Garden center to open at Bloomingfoods East

cideeproots

A new garden center will promote biodiversity through its focus on plants that are native to the 
Midwest.

Deep Roots Garden Center is presenting its grand opening, which will include live music by Tom Roznowski and the Ruff Boys, from 12 to 6 p.m. Saturday. Deep Roots is located at 3220 E. 3rd St. at Bloomingfoods East, which had its own garden center that closed about two years ago. The garden center’s soft opening was Thursday. Regular hours will be Tuesday through Saturday from 10 a.m. to 7 p.m. and Sunday from 12 to 6 p.m.

In addition to specializing in native plants, Deep Roots sells organic and locally sourced plants, such as trees, vegetables, herbs, shrubs, perennials and grasses. The center also sells gardening supplies like seeds, soils, fertilizers and various gardening tools. Owner Ramsay Harik said there are many ecological benefits to growing native plants. Because they co-evolved in the area, they are suited to the growing conditions, insect life and bird life in the Midwest.

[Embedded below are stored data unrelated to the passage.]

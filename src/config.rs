//! Runtime configuration for the coordination substrate.
//!
//! A single [`CoordinationConfig`] is shared by the bus, the negotiation
//! protocol and the blackboard of one [`CoordinationContext`].
//!
//! [`CoordinationContext`]: crate::context::CoordinationContext

use crate::agent::{AgentDomainError, AgentName};
use serde::{Deserialize, Serialize};
use std::time::Duration;
use thiserror::Error;

/// Agent that receives escalated negotiations unless configured otherwise.
pub const DEFAULT_ARBITRATOR: &str = "JUPITER";

/// Errors raised while loading configuration.
#[derive(Debug, Error)]
pub enum ConfigError {
    /// The JSON document could not be parsed.
    #[error("invalid configuration: {0}")]
    Parse(#[from] serde_json::Error),

    /// A configured agent name is invalid.
    #[error(transparent)]
    Agent(#[from] AgentDomainError),
}

/// Configuration for message delivery, negotiation and prompt budgeting.
///
/// # Examples
///
/// ```
/// use concord::config::CoordinationConfig;
///
/// let config = CoordinationConfig::default();
/// assert_eq!(config.default_token_budget, 2000);
/// assert_eq!(config.arbitrator.as_str(), "JUPITER");
///
/// let strict = CoordinationConfig::strict();
/// assert!(strict.handler_timeout() < config.handler_timeout());
/// ```
#[derive(Debug, Clone, PartialEq, Serialize, Deserialize)]
#[serde(default)]
pub struct CoordinationConfig {
    /// Upper bound on a single subscriber handler, in milliseconds.
    pub handler_timeout_ms: u64,
    /// Agent that receives escalated negotiations.
    pub arbitrator: AgentName,
    /// Confidence below which negotiation is worth its cost.
    pub negotiation_confidence_threshold: f64,
    /// Token budget used when callers do not supply one.
    pub default_token_budget: usize,
    /// Characters per token in the budget heuristic.
    pub chars_per_token: usize,
    /// Maximum messages rendered into communication context; `None` renders
    /// every relevant message.
    pub max_context_messages: Option<usize>,
}

impl Default for CoordinationConfig {
    fn default() -> Self {
        Self {
            handler_timeout_ms: 30_000,
            arbitrator: default_arbitrator(),
            negotiation_confidence_threshold: 0.65,
            default_token_budget: 2000,
            chars_per_token: 4,
            max_context_messages: None,
        }
    }
}

fn default_arbitrator() -> AgentName {
    AgentName::from_literal(DEFAULT_ARBITRATOR)
}

impl CoordinationConfig {
    /// Creates a configuration with tight bounds for resource-constrained
    /// builds and tests.
    #[must_use]
    pub fn strict() -> Self {
        Self {
            handler_timeout_ms: 2_000,
            default_token_budget: 1000,
            max_context_messages: Some(20),
            ..Self::default()
        }
    }

    /// Parses a configuration from JSON; absent fields keep their defaults.
    ///
    /// # Errors
    ///
    /// Returns [`ConfigError::Parse`] for malformed JSON or invalid field
    /// values, including invalid agent names.
    pub fn from_json_str(json: &str) -> Result<Self, ConfigError> {
        Ok(serde_json::from_str(json)?)
    }

    /// Sets the per-handler timeout.
    #[must_use]
    pub fn with_handler_timeout(mut self, timeout: Duration) -> Self {
        self.handler_timeout_ms = u64::try_from(timeout.as_millis()).unwrap_or(u64::MAX);
        self
    }

    /// Sets the escalation arbitrator.
    ///
    /// # Errors
    ///
    /// Returns [`ConfigError::Agent`] when the name is invalid.
    pub fn with_arbitrator(mut self, arbitrator: impl Into<String>) -> Result<Self, ConfigError> {
        self.arbitrator = AgentName::new(arbitrator)?;
        Ok(self)
    }

    /// Sets the maximum number of messages rendered into prompt context.
    #[must_use]
    pub const fn with_max_context_messages(mut self, limit: usize) -> Self {
        self.max_context_messages = Some(limit);
        self
    }

    /// Returns the per-handler timeout.
    #[must_use]
    pub const fn handler_timeout(&self) -> Duration {
        Duration::from_millis(self.handler_timeout_ms)
    }

    /// Converts a token budget into a character budget.
    #[must_use]
    pub const fn char_budget(&self, max_tokens: usize) -> usize {
        max_tokens.saturating_mul(self.chars_per_token)
    }
}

“A lot of the ornamentals that people plant in their yards can be pretty and can even grow well, but they do little or nothing for the birds and the butterflies you want in your garden,” Harik said.

Native plants are stronger, less water-dependent and lower maintenance than non-natives, according to the Deep Roots website. Harik said he wants the garden center’s focus on native plants to inspire people to change the way they garden in their own yards.

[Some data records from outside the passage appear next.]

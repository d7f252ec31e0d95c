//! Store port for recorded messages.

use crate::agent::{AgentName, TaskId};
use crate::bus::{
    domain::{AgentMessage, MessageId},
    error::MessageStoreError,
};
use chrono::{DateTime, Utc};

/// Result type for message store operations.
pub type MessageStoreResult<T> = Result<T, MessageStoreError>;

/// Append-mostly, task-scoped message log.
///
/// # Implementation Notes
///
/// Implementations must ensure:
/// - Message IDs are unique across the store
/// - Listing operations return messages in append order
/// - Messages are immutable after appending, except read receipts
/// - Concurrent access is handled safely
pub trait MessageStore: Send + Sync {
    /// Appends a message to the log.
    ///
    /// # Errors
    ///
    /// Returns [`MessageStoreError::DuplicateMessage`] when the ID is
    /// already present.
    fn append(&self, message: AgentMessage) -> MessageStoreResult<()>;

    /// Retrieves a message by ID. Returns `None` when absent.
    ///
    /// # Errors
    ///
    /// Returns [`MessageStoreError::Persistence`] when storage fails.
    fn find_by_id(&self, id: MessageId) -> MessageStoreResult<Option<AgentMessage>>;

    /// Checks whether a message exists.
    ///
    /// # Errors
    ///
    /// Returns [`MessageStoreError::Persistence`] when storage fails.
    fn exists(&self, id: MessageId) -> MessageStoreResult<bool>;

    /// Lists messages reaching `agent` directly or by broadcast, optionally
    /// restricted to one task, ordered by send time.
    ///
    /// # Errors
    ///
    /// Returns [`MessageStoreError::Persistence`] when storage fails.
    fn find_for_agent(
        &self,
        agent: &AgentName,
        task_id: Option<&TaskId>,
    ) -> MessageStoreResult<Vec<AgentMessage>>;

    /// Lists broadcast messages in append order.
    ///
    /// # Errors
    ///
    /// Returns [`MessageStoreError::Persistence`] when storage fails.
    fn find_broadcasts(&self) -> MessageStoreResult<Vec<AgentMessage>>;

    /// Lists direct replies to `parent` in append order.
    ///
    /// # Errors
    ///
    /// Returns [`MessageStoreError::Persistence`] when storage fails.
    fn find_replies(&self, parent: MessageId) -> MessageStoreResult<Vec<AgentMessage>>;

    /// Lists every message for a task in append order.
    ///
    /// # Errors
    ///
    /// Returns [`MessageStoreError::Persistence`] when storage fails.
    fn find_by_task(&self, task_id: &TaskId) -> MessageStoreResult<Vec<AgentMessage>>;

    /// Lists every message in append order.
    ///
    /// # Errors
    ///
    /// Returns [`MessageStoreError::Persistence`] when storage fails.
    fn all(&self) -> MessageStoreResult<Vec<AgentMessage>>;

    /// Records that `reader` read the message at `at`.
    ///
    /// Returns `false` when the message does not exist.
    ///
    /// # Errors
    ///
    /// Returns [`MessageStoreError::Persistence`] when storage fails.
    fn mark_read(
        &self,
        id: MessageId,
        reader: &AgentName,
        at: DateTime<Utc>,
    ) -> MessageStoreResult<bool>;

    /// Deletes every message for a task, returning how many were removed.
    ///
    /// # Errors
    ///
    /// Returns [`MessageStoreError::Persistence`] when storage fails.
    fn clear_task(&self, task_id: &TaskId) -> MessageStoreResult<usize>;

    /// Deletes every message.
    ///
    /// # Errors
    ///
    /// Returns [`MessageStoreError::Persistence`] when storage fails.
    fn clear(&self) -> MessageStoreResult<()>;
}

“Our whole idea behind the specialization is that native plants are really one of the major planks in an overall environmental response to the crisis of deforestation and the loss of habitat,” he said.

Harik said he has been gardening for 25 to 30 years. His inspiration for the native plant garden center came from reading Douglas Tallamy’s book “Bringing Nature Home,” which is about sustaining wildlife with native plants and the importance of insects to biodiversity.

Deep Roots employee Andy Marrs, who has helped Harik open the business, said it is important to look at the relationship between insects, birds and native plants.

“Ninety percent of insects are what is called specialized so they can only eat the foliage of a specific group of plants,” Marrs said.

If native plants that animals rely upon disappear from a habitat, it severely endangers wildlife, Marrs said. For example, the widespread destruction of the milkweed plant by humans has contributed to the decline of monarch butterflies.

Native plants can be difficult to find at traditional nurseries or garden centers, he said, but Deep Roots has a large inventory of native plants from local growers.

“There’s a real excitement in the community that shops there for the garden center to come back,” he said.

Harik said he expects the location will be helpful both for Bloomingfoods and Deep Roots.

“We’ll get the Bloomingfoods traffic, and in the process, we’ll make Bloomingfoods a more attractive shopping experience for people, so it’s mutually beneficial,” he said.